Future Fund's new CIO lays out organisational priorities

Ben Samild unveils a strategy of adaptability, collaboration, and resilience amid a changing global investment landscape, in his first public address as chief investment officer of Australia's sovereign wealth fund.
Future Fund's new CIO lays out organisational priorities

In his first public address since taking the helm in August, Ben Samild, chief investment officer of Australia’s Future Fund, laid out his vision for the A$205 billion ($131 billion) sovereign wealth fund that underscores a radical shift towards collaboration and inclusion.
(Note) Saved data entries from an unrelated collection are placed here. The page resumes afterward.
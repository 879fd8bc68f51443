//! Values created from analyzed source: functions, classes, modules and packages
//!
//! These objects own symbol tables and are reachable from the values stored in those same tables,
//! so they form reference cycles. Back links that would otherwise keep the whole graph alive
//! (function to class, class to subclass, function to module) are `Weak`; the remaining cycles are
//! broken when the owning assembly is dropped.

use super::Value;
use crate::symbol::{Address, Symbol, SymbolRef, SymbolTable};
use indexmap::IndexMap;
use lantern_parser::{AstNode, NodeId, Parameters};
use rustc_hash::FxHashSet;
use std::cell::{Cell, RefCell};
use std::path::{Path, PathBuf};
use std::rc::{Rc, Weak};

/// Name of the synthetic symbol accumulating a function's return value
pub const RETURN_SYMBOL: &str = "[return]";

/// Dunder slots every class has but that carry no useful value
const EMPTY_CLASS_SLOTS: &[&str] = &["__dict__", "__weakref__"];

/// How the first parameter of a function is bound when it is reached through a class
#[derive(Debug, Clone, Copy, PartialEq, Eq)]
pub enum Receiver {
    None,
    Instance,
    Class,
}

impl Receiver {
    /// Receiver kind for a function with `has_params` defined in a class body, given the names of
    /// its decorators
    pub fn classify(in_class: bool, has_params: bool, decorators: &[&str]) -> Receiver {
        if !in_class || !has_params {
            return Receiver::None;
        }
        if decorators.contains(&"staticmethod") {
            Receiver::None
        } else if decorators.contains(&"classmethod") {
            Receiver::Class
        } else {
            Receiver::Instance
        }
    }
}

#[derive(Debug, Clone)]
pub struct Param {
    pub name: String,
    pub symbol: SymbolRef,
    pub keyword_only: bool,
}

/// Keyword arguments collected by a `**kwargs` parameter
#[derive(Debug, Default)]
pub struct KwargDict {
    entries: RefCell<IndexMap<String, Value>>,
}

impl KwargDict {
    pub fn new() -> Rc<Self> {
        Rc::new(KwargDict::default())
    }

    pub fn add(&self, name: &str, value: &Value) {
        let mut entries = self.entries.borrow_mut();
        let merged = match entries.get(name) {
            Some(current) => Value::unite([current.clone(), value.clone()]),
            None => value.clone(),
        };
        entries.insert(name.to_string(), merged);
    }

    pub fn get(&self, name: &str) -> Option<Value> {
        self.entries.borrow().get(name).cloned()
    }

    pub fn entries(&self) -> Vec<(String, Value)> {
        self.entries.borrow().iter().map(|(k, v)| (k.clone(), v.clone())).collect()
    }

    /// Union of every collected value
    pub fn values(&self) -> Value {
        Value::unite(self.entries.borrow().values().cloned())
    }

    pub(crate) fn clear(&self) {
        self.entries.borrow_mut().clear();
    }
}

pub struct SourceFunction {
    pub id: NodeId,
    pub name: String,
    /// Definition node (a `def` or a `lambda`)
    pub node: Rc<AstNode>,
    pub locals: Rc<SymbolTable>,
    pub params: Vec<Param>,
    pub vararg: Option<SymbolRef>,
    pub kwarg: Option<SymbolRef>,
    pub kwarg_dict: Option<Rc<KwargDict>>,
    pub returns: SymbolRef,
    pub receiver: Receiver,
    pub class: Option<Weak<SourceClass>>,
    pub module: Weak<SourceModule>,
}

impl SourceFunction {
    /// Create a function whose local scope is chained to `parent`
    #[allow(clippy::too_many_arguments)]
    pub fn new(
        id: NodeId, name: &str, node: Rc<AstNode>, params: &Parameters, address: Address, parent: Rc<SymbolTable>,
        receiver: Receiver, class: Option<&Rc<SourceClass>>, module: &Rc<SourceModule>,
    ) -> Rc<Self> {
        let locals = SymbolTable::new(address.clone(), Some(parent));
        let vararg = params.vararg.as_ref().map(|v| locals.create(&v.name));
        let (kwarg, kwarg_dict) = match &params.kwarg {
            Some(kw) => {
                let dict = KwargDict::new();
                let symbol = locals.create(&kw.name);
                symbol.produce(&Value::KwargDict(dict.clone()));
                (Some(symbol), Some(dict))
            }
            None => (None, None),
        };
        let params = params
            .params
            .iter()
            .map(|p| Param { name: p.name.clone(), symbol: locals.create(&p.name), keyword_only: p.keyword_only })
            .collect();
        let returns = Symbol::new(RETURN_SYMBOL, address.child(RETURN_SYMBOL));

        Rc::new(SourceFunction {
            id,
            name: name.to_string(),
            node,
            locals,
            params,
            vararg,
            kwarg,
            kwarg_dict,
            returns,
            receiver,
            class: class.map(Rc::downgrade),
            module: Rc::downgrade(module),
        })
    }

    pub fn class(&self) -> Option<Rc<SourceClass>> {
        self.class.as_ref().and_then(Weak::upgrade)
    }

    pub fn module(&self) -> Option<Rc<SourceModule>> {
        self.module.upgrade()
    }

    pub fn address(&self) -> &Address {
        self.locals.address()
    }

    /// Parameter symbol for `name`, positional or keyword-only
    pub fn param(&self, name: &str) -> Option<&SymbolRef> {
        self.params.iter().find(|p| p.name == name).map(|p| &p.symbol)
    }
}

pub struct SourceClass {
    pub id: NodeId,
    pub name: String,
    pub members: Rc<SymbolTable>,
    pub bases: RefCell<Vec<Value>>,
    subclasses: RefCell<Vec<Weak<SourceClass>>>,
    framework: Cell<Option<&'static str>>,
}

impl SourceClass {
    pub fn new(id: NodeId, name: &str, address: Address, module_name: &str) -> Rc<Self> {
        let members = SymbolTable::new(address, None);
        let class = Rc::new(SourceClass {
            id,
            name: name.to_string(),
            members,
            bases: RefCell::new(Vec::new()),
            subclasses: RefCell::new(Vec::new()),
            framework: Cell::new(None),
        });
        class.members.put("__name__", Value::str(name));
        class.members.put("__module__", Value::str(module_name));
        class.members.put("__doc__", Value::Str(None));
        class.members.put("__bases__", Value::list(Value::builtin_type(super::BuiltinType::Type)));
        class.members.put("__class__", Value::Class(class.clone()));
        for slot in EMPTY_CLASS_SLOTS {
            class.members.create(slot);
        }
        class
    }

    pub fn address(&self) -> &Address {
        self.members.address()
    }

    /// Record `subclass` as a direct subclass, ignoring repeats
    pub fn add_subclass(&self, subclass: &Rc<SourceClass>) {
        let mut subclasses = self.subclasses.borrow_mut();
        if subclasses.iter().any(|s| std::ptr::eq(s.as_ptr(), Rc::as_ptr(subclass))) {
            return;
        }
        subclasses.push(Rc::downgrade(subclass));
    }

    pub fn subclasses(&self) -> Vec<Rc<SourceClass>> {
        self.subclasses.borrow().iter().filter_map(Weak::upgrade).collect()
    }

    /// This class followed by every transitive subclass, each once
    pub fn walk_subclasses(self: &Rc<Self>) -> Vec<Rc<SourceClass>> {
        let mut seen: FxHashSet<*const SourceClass> = FxHashSet::default();
        let mut out = Vec::new();
        let mut stack = vec![self.clone()];
        while let Some(class) = stack.pop() {
            if !seen.insert(Rc::as_ptr(&class)) {
                continue;
            }
            let mut children = class.subclasses();
            children.reverse();
            stack.extend(children);
            out.push(class);
        }
        out
    }

    /// Name of the framework policy that built this class, if any
    pub fn framework(&self) -> Option<&'static str> {
        self.framework.get()
    }

    pub fn set_framework(&self, name: &'static str) {
        self.framework.set(Some(name));
    }

    pub(crate) fn clear(&self) {
        self.members.clear_values();
        self.bases.borrow_mut().clear();
    }
}

pub struct SourceModule {
    pub name: String,
    pub path: PathBuf,
    pub members: Rc<SymbolTable>,
}

impl SourceModule {
    /// Create a module whose globals are chained to the builtin scope
    pub fn new(name: &str, path: &Path, builtins: Rc<SymbolTable>) -> Rc<Self> {
        let members = SymbolTable::new(Address::file(path), Some(builtins));
        members.put("__file__", Value::Str(None));
        members.put("__name__", Value::Str(None));
        members.put("__doc__", Value::Str(None));
        members.put("__package__", Value::Str(None));
        members.put("__builtins__", Value::external("builtins"));
        Rc::new(SourceModule { name: name.to_string(), path: path.to_path_buf(), members })
    }
}

/// A source directory; its `__init__` module, when present, shadows its entries
pub struct SourcePackage {
    pub dir: PathBuf,
    pub entries: Rc<SymbolTable>,
    pub init: RefCell<Option<Rc<SourceModule>>>,
}

impl SourcePackage {
    pub fn new(dir: &Path) -> Rc<Self> {
        Rc::new(SourcePackage {
            dir: dir.to_path_buf(),
            entries: SymbolTable::new(Address::file(dir), None),
            init: RefCell::new(None),
        })
    }

    pub fn name(&self) -> String {
        self.dir.file_name().map(|n| n.to_string_lossy().into_owned()).unwrap_or_default()
    }

    pub fn init(&self) -> Option<Rc<SourceModule>> {
        self.init.borrow().clone()
    }
}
"We do this fantastically interesting thing and get paid for it. It’s a joyous privilege and it means something to so many people — to colleagues and their families, to Australian taxpayers and their families, and to future generations who will inherit this country," said Samild at the Conexus Fiduciary Investors Symposium on November 13.

Ben Samild
Future Fund

"The Future Fund strengthens the Commonwealth’s credit rating. It bolsters the government’s balance sheet. And it offsets national debt and reduces future financial liabilities — that's less tax for every Australian to have to pay, well into the future," said Samild.

Samild highlighted the importance of fostering curiosity, collaboration, and purpose across the agency for the pursuit of superior long-term investment returns.

His key focus is to ensure strong risk-adjusted returns through a sense of connection and inclusion amongst the team.

"Connection and inclusion are vital to the success of our model. It is how we most effectively leverage diverse perspectives and the firehose of data, information, and insight that comes into the Future Fund every single day," he said.

His remarks signal a departure from the more traditional, competitive norms that have dominated the industry, pointing to a new era of cooperation and shared purpose in Australia's financial landscape.


The Future Fund was established in 2006 with an initial A$60.5 billion and has grown to A$205 billion today, with an additional A$60 billion managed for the Commonwealth Government across six other public interest funds.

Samild describes his appointment as being about an evolution rather than a revolution, with the Future Fund maintaining around 30% in listed equity exposure and 60% in equivalent equity exposure. The focus is on adding incremental value through asset allocation changes and asset selection success, he said.

"My organisational priorities are about facilitating a virtuous circle of learning and improving our probabilities of producing strong long-term results," said Samild.  

He highlighted the recent changes to the investment team, including having two deputy chief investment officers, and a structural change where all sector heads and above sit on the Investment Committee. These changes were made to foster active ownership, participation, and contribution and to leverage diverse perspectives.

“This is definitely not the textbook ideal size for efficient decision making. But at its core, our style of investing makes a deliberate trade-off between efficiency and effectiveness. Effective in our context as a long-term asset owner is not necessarily always efficient,” he said.


As the world emerged from the pandemic, and major themes including inflation, geopolitical challenges, and climate change came to prominence, the Future Fund released two profound position papers: “The New Investment Order”, which was followed by “The Death of Traditional Portfolio Construction?

These views inform Samild’s structures and approaches for his team.

“The world is changing. We have been talking about the changing investment environment for a long time,” he said. “Inflation moving higher, rates following that trend; changes in the geopolitical order; more conflict; the challenge of climate change and re-designing the global energy system, and fiscal expansion are among the big themes we see as the most important influences on our daily investment decisions.”

Most, if not all of these structural forces have come to pass or are at least developing, he said.

“In the face of this, we have tried to build as much resilience into the portfolio as we can while we try to work through big questions like: What level of real rates can the international economy and global government finances sustain?” said Samild.

The answer to these questions, he believes, holds the key to the next evolution of their $A$255 billion portfolio and the seven public interest funds in their care.

Despite the challenges ahead, Samild remains confident. "The Future Fund investment culture is a created comparative advantage that complements our endowed advantages. It must be nurtured, evolved, and developed every day and it will always be a bit confusing; a bit ambiguous; a bit frustrating; but if done well, [then very] joyous and ultimately successful."